Bismarck wrote:
What is the largest power of 6! that can divide 60!?
A) 56
B) 42
C) 28
D) 14
E) 7
We note that 6! = 6 x 5 x 4 x 3 x 2 x 1 = 5^1 x 3^2 x 2^4 = 16 x 9 x 5. We need to determine the greatest power of these factors present in 60!.
To determine the number of 16s within 60!, we need to determine the number of 2s. We can use the following shortcut in which we divide 60 by 2, then divide the quotient of 60/2 by 2 and continue this process until we no longer get a nonzero quotient.
60/2 = 30
30/2 = 15
15/2 = 7 (we can ignore the remainder)
7/2 = 3 (we can ignore the remainder)
3/2 = 1 (we can ignore the remainder)
Since 1/2 does not produce a nonzero quotient, we can stop.

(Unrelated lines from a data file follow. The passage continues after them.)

//! # QAINDICATOR-RS
//!
//! 增量指标计算引擎 - 批量/流式/可变历史三种模式结果一致
//!
//! ## 核心能力
//!
//! - **有序缓存**: 时间键严格递增，二分定位，尾部 O(1) 追加
//! - **可变历史**: 乱序插入/原位修正/删除/幂等重发，下游自动回滚重算
//! - **计算图**: 源节点 -> 链式 Hub -> 配对 Hub，菱形依赖按拓扑序传播
//! - **状态检查点**: 每个位置保存私有增量状态，回滚即恢复，与批量计算逐位一致
//! - **有界缓存**: 全图按相同数量裁剪头部，保持跨节点位置对齐
//! - **配对同步**: 两个上游按位置对齐，时间键不一致即报错
//!
//! ## 架构设计
//!
//! ```text
//! 外部写入 (add / insert / remove)
//!     ↓
//! SourceNode (series/cache) ── 判定 Append / Insert / Update / Delete / NoopResend
//!     ↓  HubEvent::Append / HubEvent::Rebuild
//! ChainHub / PairHub (hub/node, hub/pairs) ← Indicator / PairIndicator 公式
//!     ↓
//! 下游 Hub ... (hub/graph 按节点 ID 升序传播)
//! ```
//!
//! ## 使用示例
//!
//! ```
//! use qaindicator::indicators::Sma;
//! use qaindicator::{HubGraph, TimeValue};
//! use chrono::{TimeZone, Utc};
//!
//! let mut graph = HubGraph::new();
//! let prices = graph.add_source::<TimeValue>("prices");
//! let sma = graph.attach(&prices, Sma::new(2).unwrap()).unwrap();
//!
//! for (i, v) in [1.0, 2.0, 3.0].iter().enumerate() {
//!     let ts = Utc.timestamp_opt(1_700_000_000 + i as i64 * 60, 0).unwrap();
//!     graph.add(&prices, TimeValue::new(ts, *v)).unwrap();
//! }
//!
//! let results = graph.results(&sma).unwrap();
//! assert_eq!(results[2].sma, Some(2.5));
//! ```

// ============================================================================
// 外部依赖
// ============================================================================

// 并发工具
pub use parking_lot;

// 序列化
pub use serde;

// 时间
pub use chrono;

// 日志
pub use log;

// 错误处理
pub use thiserror;

// ============================================================================
// 内部模块
// ============================================================================

/// 时间序列记录与有序缓存
pub mod series;

/// Hub 计算图 (节点/传播/配对/裁剪)
pub mod hub;

/// 批量计算入口 (与流式结果逐位一致)
pub mod batch;

/// 内置指标公式
pub mod indicators;

/// 工具模块
pub mod utils;

#[cfg(test)]
pub(crate) mod testing;

// ============================================================================
// 重导出常用类型
// ============================================================================

pub use hub::{
    Handle, HubEvent, HubGraph, Indicator, NodeId, PairIndicator, PairWindow, Provider,
    SharedGraph, SourceHandle, Window,
};
pub use series::{CacheAct, Quote, Reusable, Series, SeriesCache, TimeValue, Timestamp};
pub use utils::config::HubConfig;

// ============================================================================
// 全局错误类型
// ============================================================================

/// 计算图错误类型
#[derive(Debug, Clone, PartialEq, thiserror::Error)]
pub enum HubError {
    #[error("Configuration error in {indicator}: {reason}")]
    Configuration { indicator: String, reason: String },

    #[error("Timestamp mismatch at position {index}: {left} != {right}")]
    Alignment {
        index: usize,
        left: Timestamp,
        right: Timestamp,
    },

    #[error("Position {index} out of range (len {len})")]
    OutOfRange { index: usize, len: usize },

    #[error("Position {index} requires pruned history (retained floor {floor})")]
    StaleState { index: usize, floor: usize },

    #[error("Timestamp ordering violated at position {index}")]
    Sequence { index: usize },

    #[error("Overflow in {node}: {count} consecutive arrivals with the same timestamp")]
    Overflow { node: String, count: u32 },

    #[error("Node not found: {0}")]
    NodeNotFound(NodeId),

    #[error("Node {0} does not carry the requested record type")]
    TypeMismatch(NodeId),

    #[error("Record not found: {0}")]
    RecordNotFound(Timestamp),

    #[error("Node {node} is faulted (dirty from position {from})")]
    Faulted { node: String, from: usize },
}

pub type Result<T> = std::result::Result<T, HubError>;

// ============================================================================
// 测试模块
// ============================================================================
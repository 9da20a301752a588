//! 流式指标计算示例
//!
//! 演示如何使用 Hub 计算图：
//! 1. 加载配置并创建计算图
//! 2. 建立源节点和链式/配对 Hub
//! 3. 流式写入、迟到插入、修正与删除
//! 4. 与批量计算结果对比
//!
//! 运行: cargo run --example stream_demo

use chrono::{Duration, TimeZone, Utc};
use qaindicator::batch;
use qaindicator::indicators::{Correlation, Ema, QuotePart, CandlePart, Rsi, Sma};
use qaindicator::{HubConfig, HubGraph, Quote, Timestamp};

fn ts(i: usize) -> Timestamp {
    Utc.timestamp_opt(1_700_000_000, 0).unwrap() + Duration::minutes(i as i64)
}

fn quote(i: usize, close: f64) -> Quote {
    Quote::new(ts(i), close - 0.5, close + 1.0, close - 1.0, close, 1_000.0 + i as f64 * 10.0)
}

fn main() -> qaindicator::Result<()> {
    // 初始化日志
    env_logger::builder()
        .filter_level(log::LevelFilter::Info)
        .init();

    log::info!("=== Hub 流式计算示例 ===\n");

    // ============================================================================
    // 1. 创建计算图
    // ============================================================================
    let config = HubConfig::load_default().unwrap_or_else(|e| {
        log::warn!("{}, using defaults", e);
        HubConfig::default()
    });
    log::info!("1. 创建计算图 {:?}", config);
    let mut graph = HubGraph::with_config(config)?;

    // ============================================================================
    // 2. 建立节点
    // ============================================================================
    log::info!("2. 建立节点");
    let quotes = graph.add_source::<Quote>("IX2401");
    let close = graph.attach(&quotes, QuotePart::new(CandlePart::Close))?;
    let volume = graph.attach(&quotes, QuotePart::new(CandlePart::Volume))?;
    let sma = graph.attach(&close, Sma::new(5)?)?;
    let ema = graph.attach(&sma, Ema::new(3)?)?;
    let rsi = graph.attach(&close, Rsi::new(6)?)?;
    let corr = graph.attach_pair(&close, &volume, Correlation::new(8)?)?;
    log::info!("   {} 个节点", graph.node_count());

    // ============================================================================
    // 3. 流式写入
    // ============================================================================
    log::info!("3. 流式写入 30 根 K 线");
    let mut truth: Vec<Quote> = (0..30)
        .map(|i| quote(i, 100.0 + (i as f64 * 0.7).sin() * 3.0))
        .collect();
    for q in truth.iter().filter(|q| q.timestamp != ts(12)) {
        graph.add(&quotes, *q)?;
    }

    // 迟到的 K 线
    log::info!("   迟到插入: {:?}", graph.insert(&quotes, truth[12])?);

    // 修正最后一根
    truth[29] = quote(29, 110.0);
    log::info!("   修正: {:?}", graph.add(&quotes, truth[29])?);

    // 删除一根
    let removed = graph.remove(&quotes, &truth[20])?;
    truth.remove(20);
    log::info!("   删除位置 {}", removed);

    // ============================================================================
    // 4. 查看结果
    // ============================================================================
    log::info!("4. 最新结果");
    let last = |n: usize| n.saturating_sub(1);
    let smas = graph.results(&sma)?;
    let emas = graph.results(&ema)?;
    let rsis = graph.results(&rsi)?;
    let corrs = graph.results(&corr)?;
    let i = last(smas.len());
    log::info!(
        "   {} sma={:?} ema={:?} rsi={:?} corr={:?}",
        smas[i].timestamp,
        smas[i].sma,
        emas[i].ema,
        rsis[i].rsi,
        corrs[i].correlation
    );

    // ============================================================================
    // 5. 与批量计算对比
    // ============================================================================
    let closes = batch::compute(&QuotePart::new(CandlePart::Close), &truth)?;
    let expected = batch::compute(&Rsi::new(6)?, &closes)?;
    if expected.as_slice() == rsis {
        log::info!("5. 流式结果与批量计算一致 ({} 条)", expected.len());
    } else {
        log::error!("5. 流式结果与批量计算不一致");
    }

    Ok(())
}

The final step is to add up our quotients; that sum represents the number of factors of 2 within 60!.
Thus, there are 30 + 15 + 7 + 3 + 1 = 56 factors of 2 within 60!. Since 16 = 2^4, the largest power of 16 that divides 60! is 14.
Doing the same for the prime factor of 3 to determine the number of 9s in 60!, we find that the largest power of 9 that divides 60! is also 14.
Finally, since there are 12 multiples of 5 in 60! and both 25 and 50 contains two 5’s apiece, we see that if we were to break 60! into primes, we’d have 14 factors of 5. Thus, the largest power of 6! that divides 60! is 14.